Transplantation of GABA-Producing Cells for Seizure Control in Models of Temporal Lobe Epilepsy

A high percentage of patients with temporal lobe epilepsy (TLE) are refractory to conventional pharmacotherapy. The progressive neurodegenerative processes associated with a lifetime of uncontrolled seizures mandate the development of alternative approaches to treat this disease. Transplantation of inhibitory cells has been suggested as a potential therapeutic strategy to achieve seizure suppression in humans with intractable TLE. Preclinical investigations over 20 years have demonstrated that multiple cell types from several sources can produce anticonvulsant, and antiepileptogenic, effects in animal models of TLE. Transplanting GABA-producing cells, in particular, has been shown to reduce seizures in several well-established models. This review addresses experimentation using different sources of transplantable GABAergic cells, highlighting progress with fetal tissue, neural cell lines, and stem cells.
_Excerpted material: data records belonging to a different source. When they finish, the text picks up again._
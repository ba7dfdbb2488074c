// SPDX-License-Identifier: PMPL-1.0-or-later
// Copyright (c) 2026 Jonathan D.A. Jewell (hyperpolymath) <jonathan.jewell@open.ac.uk>
//
// folio-engine — Page selection and extraction for photographed manuscript
// spreads.
//
// Builds annotations from segmentation-oracle masks, selects and orders the
// real pages among them (recovering merged and split detections), trims
// margin strips, extracts de-skewed page images, and derives color
// corrections from color-card patches.

pub mod color;
pub mod extract;
pub mod geometry;
pub mod observer;
pub mod oracle;
pub mod pipeline;
pub mod select;
pub mod trim;

pub use color::{CalibrationChain, ColorCalibrator, apply_correction};
pub use extract::{PageExtractor, rotate_quarter};
pub use geometry::{Annotation, GeometryBuilder};
pub use observer::{NoopObserver, PipelineObserver, TracingObserver};
pub use oracle::{OracleMask, OracleOutput};
pub use pipeline::{Page, PagePipeline, PhotoAnalysis};
use std::time::Duration;

use async_trait::async_trait;
use backoff::{future::retry, ExponentialBackoff};
use reqwest::header::CONTENT_TYPE;
use reqwest::Client;
use url::Url;

use crate::error::ArchiveError;

/// Raw result of one media fetch through the proxy.
#[derive(Debug, Clone)]
pub struct FetchedMedia {
    pub bytes: Vec<u8>,
    pub content_type: Option<String>,
}

/// Best-effort retrieval of one remote binary. Injected into the pipeline so
/// tests can stub the network away.
#[async_trait]
pub trait MediaFetcher: Send + Sync {
    async fn fetch(&self, url: &str) -> Result<FetchedMedia, ArchiveError>;
}

/// Fetches remote resources through a CORS-bypass proxy endpoint.
pub struct ProxyFetcher {
    client: Client,
    endpoint: String,
}

impl ProxyFetcher {
    pub fn new(endpoint: &str) -> Result<Self, ArchiveError> {
        let client = Client::builder()
            .timeout(Duration::from_secs(30))
            .build()
            .map_err(|e| ArchiveError::Upstream(e.to_string()))?;
        Ok(Self {
            client,
            endpoint: endpoint.to_string(),
        })
    }

    fn proxied(&self, url: &str) -> String {
        format!("{}{}", self.endpoint, urlencoding::encode(url))
    }

    /// Downloads the source page. Transient failures are retried with
    /// exponential backoff; the pipeline itself never retries.
    pub async fn fetch_page(&self, url: &str) -> Result<String, ArchiveError> {
        Url::parse(url).map_err(|_| ArchiveError::InvalidUrl(url.to_string()))?;

        let backoff = ExponentialBackoff {
            max_elapsed_time: Some(Duration::from_secs(60)),
            ..ExponentialBackoff::default()
        };

        retry(backoff, || async {
            let res = self
                .client
                .get(self.proxied(url))
                .send()
                .await
                .map_err(|e| backoff::Error::transient(ArchiveError::Upstream(e.to_string())))?;

            let status = res.status();
            if !status.is_success() {
                let err = ArchiveError::Upstream(format!("Erro HTTP: {}", status));
                // Server-side failures are worth another attempt, client
                // errors are not.
                if status.is_server_error() {
                    return Err(backoff::Error::transient(err));
                }
                return Err(backoff::Error::permanent(err));
            }

            let text = res
                .text()
                .await
                .map_err(|e| backoff::Error::transient(ArchiveError::Upstream(e.to_string())))?;

            if text.trim().len() < 50 {
                return Err(backoff::Error::permanent(ArchiveError::Upstream(
                    "O conteúdo recuperado parece estar vazio ou inválido.".to_string(),
                )));
            }

            Ok(text)
        })
        .await
    }
}

#[async_trait]
impl MediaFetcher for ProxyFetcher {
    async fn fetch(&self, url: &str) -> Result<FetchedMedia, ArchiveError> {
        let res = self
            .client
            .get(self.proxied(url))
            .send()
            .await
            .map_err(|e| ArchiveError::Upstream(e.to_string()))?;

        if !res.status().is_success() {
            return Err(ArchiveError::Upstream(format!(
                "Erro HTTP: {}",
                res.status()
            )));
        }

        let content_type = res
            .headers()
            .get(CONTENT_TYPE)
            .and_then(|v| v.to_str().ok())
            .map(str::to_string);

        let bytes = res
            .bytes()
            .await
            .map_err(|e| ArchiveError::Upstream(e.to_string()))?
            .to_vec();

        Ok(FetchedMedia {
            bytes,
            content_type,
        })
    }
}
use axum::routing::post;
use axum::Router;

use crate::handlers::archive_handler::process_archive;

pub fn archive_routes() -> Router {
    Router::new().route("/process", post(process_archive))
}
pub mod archive_handler;
pub mod key_handlers;
use std::env;
use std::path::PathBuf;
use std::sync::Arc;

use archiver_service_cli::error::ArchiveError;
use archiver_service_cli::ArchiveConfig;
use dashmap::DashMap;
use uuid::Uuid;

use crate::models::keys::{KeyPayload, SavedKey, StoredKey};

/// Shared application state: the in-memory key-alias store plus the
/// pipeline configuration and the directory produced archives land in.
#[derive(Clone)]
pub struct AppState {
    pub keys: Arc<DashMap<String, StoredKey>>,
    pub config: ArchiveConfig,
    pub output_dir: PathBuf,
}

impl AppState {
    pub fn new(config: ArchiveConfig, output_dir: PathBuf) -> Self {
        AppState {
            keys: Arc::new(DashMap::new()),
            config,
            output_dir,
        }
    }

    pub fn list_keys(&self) -> Vec<SavedKey> {
        let mut keys: Vec<SavedKey> = self
            .keys
            .iter()
            .map(|entry| SavedKey {
                id: entry.key().clone(),
                alias: entry.value().alias.clone(),
                masked: crate::models::keys::mask_secret(&entry.value().secret),
            })
            .collect();
        keys.sort_by(|a, b| a.alias.cmp(&b.alias));
        keys
    }

    pub fn save_key(&self, alias: String, secret: String) -> SavedKey {
        let id = Uuid::new_v4().to_string();
        let masked = crate::models::keys::mask_secret(&secret);
        self.keys.insert(id.clone(), StoredKey { alias: alias.clone(), secret });
        SavedKey { id, alias, masked }
    }

    pub fn delete_key(&self, id: &str) -> bool {
        self.keys.remove(id).is_some()
    }

    /// Resolves the Gemini key for one request: a saved key by id, a freshly
    /// supplied one (saved when an alias accompanies it), or the `API_KEY`
    /// environment variable as a last resort.
    pub fn resolve_api_key(&self, payload: Option<&KeyPayload>) -> Result<String, ArchiveError> {
        if let Some(payload) = payload {
            match payload.mode.as_str() {
                "saved" => {
                    if let Some(id) = &payload.id {
                        if let Some(stored) = self.keys.get(id) {
                            return Ok(stored.secret.clone());
                        }
                    }
                }
                "new" => {
                    if let Some(key) = payload.key.as_deref().filter(|k| !k.trim().is_empty()) {
                        if let Some(alias) =
                            payload.alias.as_deref().filter(|a| !a.trim().is_empty())
                        {
                            self.save_key(alias.to_string(), key.to_string());
                        }
                        return Ok(key.to_string());
                    }
                }
                _ => {}
            }
        }
        env::var("API_KEY").map_err(|_| ArchiveError::MissingApiKey)
    }
}
use std::fs::File;
use std::io::Write;
use std::path::Path;

/// Normalizes a user-supplied destination path: backslashes become forward
/// slashes, every segment is trimmed, empty segments and leading/trailing
/// separators disappear. `"artigos/ Teste "` becomes `"artigos/Teste"`.
pub fn normalize_folder_path(path: &str) -> String {
    path.replace('\\', "/")
        .split('/')
        .map(str::trim)
        .filter(|segment| !segment.is_empty())
        .collect::<Vec<_>>()
        .join("/")
}

/// Last segment of an already-normalized path, when there is one.
pub fn last_segment(path: &str) -> Option<&str> {
    path.rsplit('/').find(|segment| !segment.is_empty())
}

/// Download filename for the final bundle: separators flattened to hyphens.
pub fn zip_filename(normalized_path: &str) -> String {
    format!("arquivo_{}.zip", normalized_path.replace('/', "-"))
}

/// First `max` characters of `text`, respecting char boundaries.
pub fn truncate_chars(text: &str, max: usize) -> String {
    text.chars().take(max).collect()
}

pub fn save_bytes(bytes: &[u8], path: &Path) -> std::io::Result<()> {
    let mut file = File::create(path)?;
    file.write_all(bytes)?;
    println!("✅ {} criado.", path.display());
    Ok(())
}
Regardless of the source of the GABAergic cells used in seizure studies, common challenges have emerged. Several variables influence the anticonvulsant potential of GABA-producing cells. For example, tissue availability, graft survival, immunogenicity, tumorigenicity, and varying levels of cell migration, differentiation, and integration into functional circuits and the microenvironment provided by sclerotic tissue all contribute to the efficacy of transplanted cells. The challenge of understanding how all of these variables work in concert, in a disease process that has no well-established etiology, suggests that there is still much basic research to be done before rational cell-based therapies can be developed for TLE.